The possibility of lowest growth in the last decade accompanied by high levels of inflation and high Current Account Deficit/ Gross Domestic Product ratio has put the spotlight on the Finance Minister to deliver a growth-friendly Budget to revive economy.

In spite of the challenges, IT/ITeS industry has showed buoyancy and managed to generate $100 billion in revenues, with exports amounting to $77 billion. Hence, initiatives need to be undertaken through Budget to further strengthen such industries to support the growth.

IT industry has seen commoditisation of basic IT services and the factor of labour arbitrage is getting gradually compromised with other countries entering into the fray. With IT industry being one of the mainstay of exports and employment generation, it has become a necessity to continue the SEZ benefits. This clarity will pave way for further investments in the sector.
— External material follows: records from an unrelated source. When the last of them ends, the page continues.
use super::{spl_instruction, VaultAccounts};
use crate::{get_decimals, prelude::*, utils::ui_amount_to_amount};

const NAME: &str = "vault_deposit_spl";

inventory::submit!(CommandDescription::new(
    NAME,
    "deposit SPL tokens from the wallet into a vault"
));

#[serde_as]
#[derive(Serialize, Deserialize, Debug)]
pub struct Input {
    #[serde_as(as = "DisplayFromStr")]
    pub vault_state: Pubkey,
    #[serde_as(as = "DisplayFromStr")]
    pub mint: Pubkey,
    /// Amount in UI units.
    pub amount: Decimal,
    pub decimals: Option<u8>,
}

#[serde_as]
#[derive(Serialize, Deserialize, Debug)]
pub struct Output {
    #[serde_as(as = "DisplayFromStr")]
    pub signature: Signature,
    #[serde_as(as = "DisplayFromStr")]
    pub vault_ata: Pubkey,
    pub amount: u64,
}

pub async fn run(ctx: &Context, input: Input) -> Result<Output, CommandError> {
    let owner = ctx.payer.pubkey();
    let decimals = match input.decimals {
        Some(d) => d,
        None => get_decimals(&ctx.solana_client, input.mint).await?,
    };
    let amount = ui_amount_to_amount(input.amount, decimals)?;
    let accounts = VaultAccounts::new(input.vault_state);

    let mut ins = ctx.instructions();
    ins.instructions.push(spl_instruction(
        "deposit_spl",
        &owner,
        &accounts,
        &input.mint,
        amount,
    )?);
    let signature = ctx.execute(ins).await?;

    let vault_ata = accounts.vault_ata(&input.mint);
    tracing::info!("deposited {} of {}, vault ata {}", amount, input.mint, vault_ata);

    Ok(Output {
        signature,
        vault_ata,
        amount,
    })
}

#[cfg(test)]
mod tests {
    use super::*;

    #[test]
    fn test_input() {
        let vault_state = Pubkey::new_unique();
        let mint = Pubkey::new_unique();
        let input: Input = serde_json::from_value(serde_json::json!({
            "vault_state": vault_state.to_string(),
            "mint": mint.to_string(),
            "amount": "2.5",
            "decimals": 6,
        }))
        .unwrap();
        assert_eq!(input.decimals, Some(6));
        assert_eq!(ui_amount_to_amount(input.amount, 6).unwrap(), 2_500_000);
    }
}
IT industry requires land and infrastructure and with major metros getting crowded, there is a need to look at Tier-2 cities. The Government investment on infrastructure and providing subsidy for the training facility for skill enhancement will be a positive step.

Single-window clearances for building plans, Fire NOC, AAI and MoEF for the SEZ will reduce the time and efforts being spent on the clearances. Roles of Government and IT industry can be redefined with IT industry playing the role of a self-regulator as it caters to a global clientele and is already extremely conscious and enlightened about these issues.

Introduction of Minimum Alternate Tax (MAT) has significantly diluted benefits offered under the popular SEZ regime. Abolishing MAT levy on SEZ developers and units, together with the carry forward of MAT credit entitlement for an indefinite period would certainly be a welcome step.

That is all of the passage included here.